The Ripley Park Pond, located on the eastern most portion of E.
L. Ripley Park, has been a cornerstone of Marceline’s rich history. Until
recently, the pond has been used for recreation activities – and many fond
memories can be found among long-time residents. When the
Ripley Park Pond was rebuilt over the past 2 years thanks to a generous donation
from a local resident, features were added to make it an aesthetically pleasing
feature in the park, to include the fountain, bridge, irrigation to the
surrounding flora, etc. With those features come electrical conduits and
plumbing. Chemicals are also routinely added to prohibit algae growth and
to ensure a visually appealing appearance.
During this fall’s winterization and maintenance of the pond, it
was noted by staff that fishing hooks have been found hooked into the electric
conduits, wrapped around the fountain and other plumbing features, and drop
lines hanging from the bridge – any of which could potentially cause expensive
damage to these features. Because of exposure to chemicals, fish caught in
the pond would not be edible. Although not yet seen in the pond since its
rebuild, swimming in the pond could potentially damage equipment and be a danger
City Staff’s concerns were brought to the attention of the City
Council during its regular meeting on December 19th, 2017 whereas the
Council directed the City Manager to prepare an ordinance prohibiting fishing
and swimming in the Park Pond for consideration at the next meeting. At
the regular meeting on January 16, 2018, the Marceline City Council voted
unanimously to adopt Ordinance 18-01.01 which adds Section 245.060 to the
Marceline Code of Ordinances as follows:
SECTION 245.060: USE OF E. L. RIPLEY PARK POND
The taking of or pursuing of fish or other game species from the
Park Pond, using any method, is prohibited.
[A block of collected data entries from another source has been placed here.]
/// Unit tests over the public domain, ranking and configuration API
mod config_tests;
mod domain_tests;
mod rank_tests;
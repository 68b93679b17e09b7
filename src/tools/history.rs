/// Tools for browsing and exporting history
///
/// This module implements the entries_list, activity_list and
/// history_export MCP tools.

use schemars::JsonSchema;
use serde::Deserialize;

use crate::domain::{Activity, ActivityItem, EntryScope, UserId};
use crate::services::{EntryPage, HistoryExport, TrackerError};
use crate::tools::{ToolResponse, UserParams};
use crate::RecoveryTrackerServer;

/// Parameters for paging through entries
#[derive(Debug, Deserialize, JsonSchema)]
pub struct EntriesListParams {
    pub user_id: i64,
    /// all, public or private (default: all)
    #[serde(default)]
    pub scope: Option<EntryScope>,
    /// 1-based page number (default: 1)
    #[serde(default)]
    pub page: Option<usize>,
}

pub fn entries_list(
    tracker: &RecoveryTrackerServer,
    params: EntriesListParams,
) -> Result<ToolResponse<EntryPage>, TrackerError> {
    let scope = params.scope.unwrap_or(EntryScope::All);
    let page = tracker.entries(UserId(params.user_id), scope, params.page.unwrap_or(1))?;

    let mut message = format!(
        "{} entries, page {} of {} ({} total)",
        scope.as_str(),
        page.page,
        page.total_pages,
        page.total_count
    );
    for entry in &page.items {
        message.push_str(&format!(
            "\n{} [{}/10] {}",
            entry.created_at.format("%d %b %y"),
            entry.note,
            entry.text
        ));
    }

    Ok(ToolResponse::new(message, page))
}

pub fn activity_list(
    tracker: &RecoveryTrackerServer,
    params: UserParams,
) -> Result<ToolResponse<Vec<Activity>>, TrackerError> {
    let activity = tracker.activity(UserId(params.user_id))?;

    let mut message = format!("{} activity items", activity.len());
    for item in &activity {
        let detail = match &item.item {
            ActivityItem::Journey(journey) => match journey.end {
                Some(end) => format!("journey ended {}", end.format("%d %b %y")),
                None => format!("journey started {}", journey.start.format("%d %b %y")),
            },
            ActivityItem::Entry(entry) => format!("check-in rated {}/10", entry.note),
            ActivityItem::Task(task) => {
                format!("task {}{}", task.task_ref, if task.is_done { " (done)" } else { "" })
            }
        };
        message.push_str(&format!("\n{} {}", item.created_at.format("%d %b %y %H:%M"), detail));
    }

    Ok(ToolResponse::new(message, activity))
}

pub fn history_export(
    tracker: &RecoveryTrackerServer,
    params: UserParams,
) -> Result<ToolResponse<HistoryExport>, TrackerError> {
    let export = tracker.export_history(UserId(params.user_id))?;
    let message = format!(
        "Exported {} journeys, {} entries and {} tasks",
        export.journeys.len(),
        export.entries.len(),
        export.tasks.len()
    );
    Ok(ToolResponse::new(message, export))
}
/// Task instances and the task catalog they are drawn from

use chrono::{DateTime, Utc};
use serde::{Deserialize, Serialize};

use crate::domain::{TaskId, UserId};

/// One entry of the assignable task catalog (read-only configuration)
#[derive(Debug, Clone, PartialEq, Eq, Serialize, Deserialize)]
pub struct TaskDefinition {
    pub id: u32,
    /// Points awarded to the score once assigned
    pub points: i64,
    /// Text key the transport renders into the actual challenge
    pub prompt_key: String,
}

/// A micro-challenge handed to a user
#[derive(Debug, Clone, PartialEq, Serialize, Deserialize)]
pub struct Task {
    pub id: TaskId,
    pub user_id: UserId,
    /// Which `TaskDefinition` this instance was drawn from
    pub task_ref: u32,
    /// Transport message the task was announced in, if any
    pub message_ref: Option<i64>,
    pub is_done: bool,
    pub created_at: DateTime<Utc>,
    /// Completion time once done; equal to `created_at` before that
    pub updated_at: DateTime<Utc>,
}

impl Task {
    /// Hand out a task drawn from `definition`
    pub fn assign(
        user_id: UserId,
        definition: &TaskDefinition,
        message_ref: Option<i64>,
        now: DateTime<Utc>,
    ) -> Self {
        Self {
            id: TaskId::new(),
            user_id,
            task_ref: definition.id,
            message_ref,
            is_done: false,
            created_at: now,
            updated_at: now,
        }
    }

    pub fn mark_done(&mut self, now: DateTime<Utc>) {
        self.is_done = true;
        self.updated_at = now;
    }
}

/// Lookup table over the configured task definitions
#[derive(Debug, Clone, Default)]
pub struct TaskCatalog {
    definitions: Vec<TaskDefinition>,
}

impl TaskCatalog {
    pub fn new(definitions: Vec<TaskDefinition>) -> Self {
        Self { definitions }
    }

    pub fn get(&self, id: u32) -> Option<&TaskDefinition> {
        self.definitions.iter().find(|d| d.id == id)
    }

    /// Points a task instance is worth; unknown references are worth nothing
    pub fn points_for(&self, task_ref: u32) -> i64 {
        match self.get(task_ref) {
            Some(definition) => definition.points,
            None => {
                tracing::warn!("Task reference {} is not in the catalog, counting 0 points", task_ref);
                0
            }
        }
    }

    pub fn definitions(&self) -> &[TaskDefinition] {
        &self.definitions
    }

    pub fn is_empty(&self) -> bool {
        self.definitions.is_empty()
    }
}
No person shall swim, wade or otherwise enter the Park Pond.
No person shall allow or permit any domestic animal owned by such
person or under the control of such person to enter the Park Pond.
Any person found in violation hereof shall be fined as follows:
for violations committed within a twelve-month period beginning with the first
violation: two hundred dollars for the first violation, two hundred
seventy-five dollars for the second violation, three hundred fifty dollars for
the third violation, and four hundred fifty dollars for the fourth and any
subsequent violations. Any such fine shall include court costs.
Paragraph 3. of the Ordinance relating to domesticated animals
was added based on a recommendation from Councilwoman Natalie Wellman due to
concerns that because of the varied water levels and chemical additives, pets
entering the pond would not be able to safely egress and subsequently drown.
Pets entering the pond with a leash still attached could also potentially find
it wrapped around the fountain feature or the drain overflow pipe.
In the decision-making process, the City Council was mindful of
the inherent dangers to the public and for the protection of the equipment that
help make the Ripley Park Pond a valuable asset to the community.
“A large investment was made through a donation by a local
resident, in coordination with efforts by the City, Downtown Marceline, and
other civic organizations,” said Mayor Jeri Holt. “This ordinance will
help protect that investment as well as the general public.”
“The prohibition of fishing and swimming in the Ripley Park Pond
may not be a hot topic during the current cold winter temperatures, but the
public should be made aware before the spring and summer months,” added City
Manager Richard Hoon.
The City will post signs of the prohibition at locations around
the pond to ensure additional public awareness.